A US startup promises to solve the problem of the readability of texts even on smaller devices. that's how
Stop everyone, for: what if the whole approach was wrong? The founders of Spritz, the streaming test interface founded in Boston by Frank Waldman (CEO) and Maik Maurer (CTO). Spritz, launched a few weeks ago, promises to revolutionize reading and modern communication: "Much of a text's consumption time lies in the movements that the eye must make to move from one word to another and from one sentence to another", it reads on the official website of the startup. ?In addition, traditional reading brings so much physical space. We solve both these problems ".

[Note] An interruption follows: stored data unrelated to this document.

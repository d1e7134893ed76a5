//! Endpoint number allocation

use usb_device::{endpoint::EndpointAddress, UsbDirection};

use crate::{Error, Result};

/// Number of endpoint numbers, per direction, the core manages
pub(crate) const ENDPOINT_NUMBERS: u8 = (crate::MAX_ENDPOINTS / 2) as u8;

/// Helper type to allocate endpoint numbers
///
/// Endpoint numbers are handed out in increasing order, separately for
/// each direction. EP0 is never handed out by [`next`](AddressAllocator::next);
/// the control endpoints are reserved explicitly.
#[derive(Debug)]
pub(crate) struct AddressAllocator {
    mask_out: u8,
    mask_in: u8,
}

impl AddressAllocator {
    pub(crate) const fn new() -> Self {
        Self {
            mask_out: 0,
            mask_in: 0,
        }
    }

    fn mask(&self, dir: UsbDirection) -> u8 {
        match dir {
            UsbDirection::In => self.mask_in,
            UsbDirection::Out => self.mask_out,
        }
    }

    fn mask_mut(&mut self, dir: UsbDirection) -> &mut u8 {
        match dir {
            UsbDirection::In => &mut self.mask_in,
            UsbDirection::Out => &mut self.mask_out,
        }
    }

    pub(crate) fn is_available(&self, number: u8, dir: UsbDirection) -> bool {
        number < ENDPOINT_NUMBERS && self.mask(dir) & (1 << number) == 0
    }

    /// Allocate the next free endpoint number for `dir`
    pub(crate) fn next(&mut self, dir: UsbDirection) -> Option<u8> {
        let mask = self.mask_mut(dir);
        // EP0 can only be reserved
        let number = (*mask | 1).trailing_ones();
        if number >= ENDPOINT_NUMBERS as u32 {
            return None;
        }
        *mask |= 1 << number;
        Some(number as u8)
    }

    pub(crate) fn reserve(&mut self, number: u8, dir: UsbDirection) {
        *self.mask_mut(dir) |= 1 << number;
    }

    /// Number of endpoint numbers [`next`](AddressAllocator::next) can still
    /// hand out for `dir`
    pub(crate) fn free(&self, dir: UsbDirection) -> usize {
        (1..ENDPOINT_NUMBERS)
            .filter(|&number| self.is_available(number, dir))
            .count()
    }

    /// Allocate an endpoint address in the given direction
    pub(crate) fn allocate(&mut self, dir: UsbDirection) -> Result<EndpointAddress> {
        let number = self.next(dir).ok_or(Error::AllocationFailed)?;
        Ok(EndpointAddress::from_parts(number as usize, dir))
    }
}

/// Produces an index into the endpoint table
pub(crate) fn index(ep_addr: EndpointAddress) -> usize {
    (ep_addr.index() * 2) + (UsbDirection::In == ep_addr.direction()) as usize
}

#[cfg(test)]
mod tests {
    use super::{index, AddressAllocator, ENDPOINT_NUMBERS};
    use crate::Error;
    use usb_device::{endpoint::EndpointAddress, UsbDirection};

    const OUT: UsbDirection = UsbDirection::Out;
    const IN: UsbDirection = UsbDirection::In;

    #[test]
    fn address_allocator() {
        let mut addr = AddressAllocator::new();
        for number in 1..ENDPOINT_NUMBERS {
            assert!(addr.is_available(number, OUT));
            assert_eq!(addr.next(OUT).unwrap(), number);
            assert!(!addr.is_available(number, OUT));
        }
        for number in 1..ENDPOINT_NUMBERS {
            assert!(addr.is_available(number, IN));
            assert_eq!(addr.next(IN).unwrap(), number);
            assert!(!addr.is_available(number, IN));
        }

        assert!(addr.next(OUT).is_none());
        assert!(addr.next(IN).is_none());

        assert!(addr.is_available(0, OUT));
        addr.reserve(0, OUT);
        assert!(!addr.is_available(0, OUT));

        assert!(addr.is_available(0, IN));
        addr.reserve(0, IN);
        assert!(!addr.is_available(0, IN));

        assert!(addr.next(OUT).is_none());
        assert!(addr.next(IN).is_none());
        assert_eq!(addr.allocate(IN), Err(Error::AllocationFailed));
    }

    #[test]
    fn allocate_addresses() {
        let mut addr = AddressAllocator::new();
        let ep = addr.allocate(IN).unwrap();
        assert_eq!(ep, EndpointAddress::from_parts(1, IN));
        let ep = addr.allocate(OUT).unwrap();
        assert_eq!(ep, EndpointAddress::from_parts(1, OUT));
        let ep = addr.allocate(IN).unwrap();
        assert_eq!(ep, EndpointAddress::from_parts(2, IN));

        // EP0 doesn't count.
        addr.reserve(0, OUT);
        assert_eq!(addr.free(IN), ENDPOINT_NUMBERS as usize - 3);
        assert_eq!(addr.free(OUT), ENDPOINT_NUMBERS as usize - 2);
    }

    #[test]
    fn endpoint_index() {
        assert_eq!(index(EndpointAddress::from_parts(0, OUT)), 0);
        assert_eq!(index(EndpointAddress::from_parts(0, IN)), 1);
        assert_eq!(index(EndpointAddress::from_parts(3, OUT)), 6);
        assert_eq!(index(EndpointAddress::from_parts(3, IN)), 7);
    }
}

Such as? Spritz replaces the traditional page with a small box called Redicle, containing a maximum of 13 characters, within which the text flows before the eyes of the reader, word after word The red character in the center, on which the reader must keep his eye pointed, indicates the exact balance point between the letters.
350 words per minute:
500 words per minute:
spritzer it deconstructs the entire concept of the page, promising to solve the problem of readability, in particular when the areas available for reading are smaller. According to programmers, Spritz's prolonged use will also allow us to increase speed with which we read the texts, improving at the same time our level of attention on the content we are leafing through, thanks also to a specially designed font. The challenge now is to extend its application to all the digital textual elements we use – email, text messages, captions, social networks – but also to different devices, such as smartphones, smartwatches, e-readers and so on.

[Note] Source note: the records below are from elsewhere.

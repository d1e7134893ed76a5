//! Endpoint transfers
//!
//! Synchronous and asynchronous transfers for all four transfer types.
//! The bus moves single packets; this module splits and joins packets, adds
//! zero length packets, tracks timeouts, and completes asynchronous
//! transfers.

use heapless::Vec;
use usb_device::{
    bus::UsbBus,
    endpoint::{EndpointAddress, EndpointType, IsochronousSynchronizationType, IsochronousUsageType},
    UsbDirection, UsbError,
};

use super::{allocator::index, find_driver, Core};
use crate::{
    class::{ClassDriver, DriverId, TransferComplete},
    Error, Result, Speed, ASYNC_BUFFER_SIZE, MAX_ENDPOINTS, MAX_PACKET_SIZE,
};

/// USB transfer types
#[derive(Clone, Copy, Debug, PartialEq, Eq)]
#[cfg_attr(feature = "defmt-03", derive(defmt_03::Format))]
pub enum TransferType {
    Control,
    Isochronous,
    Bulk,
    Interrupt,
}

impl TransferType {
    pub(crate) fn endpoint_type(self) -> EndpointType {
        match self {
            TransferType::Control => EndpointType::Control,
            TransferType::Isochronous => EndpointType::Isochronous {
                synchronization: IsochronousSynchronizationType::NoSynchronization,
                usage: IsochronousUsageType::Data,
            },
            TransferType::Bulk => EndpointType::Bulk,
            TransferType::Interrupt => EndpointType::Interrupt,
        }
    }

    /// Endpoint descriptor `bmAttributes`
    pub(crate) fn attributes(self) -> u8 {
        match self {
            TransferType::Control => 0b00,
            TransferType::Isochronous => 0b01,
            TransferType::Bulk => 0b10,
            TransferType::Interrupt => 0b11,
        }
    }
}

Spritz technology not open source, and for now available in a limited number of languages: English, Spanish, French, German, Russian and Korean. In fact, each language requires customization of some of the algorithms used by the system. According to the founders, the Redicle (the box where the text flows) would have "a good impact" even on dyslexic readers, while in the long run there would be no consequences for the eyes (atrophy for little movement). If the time to say goodbye to the pages, be they paper or digital, has really arrived, still too early to say. With Spritz, however, the future becomes a little less hypothetical.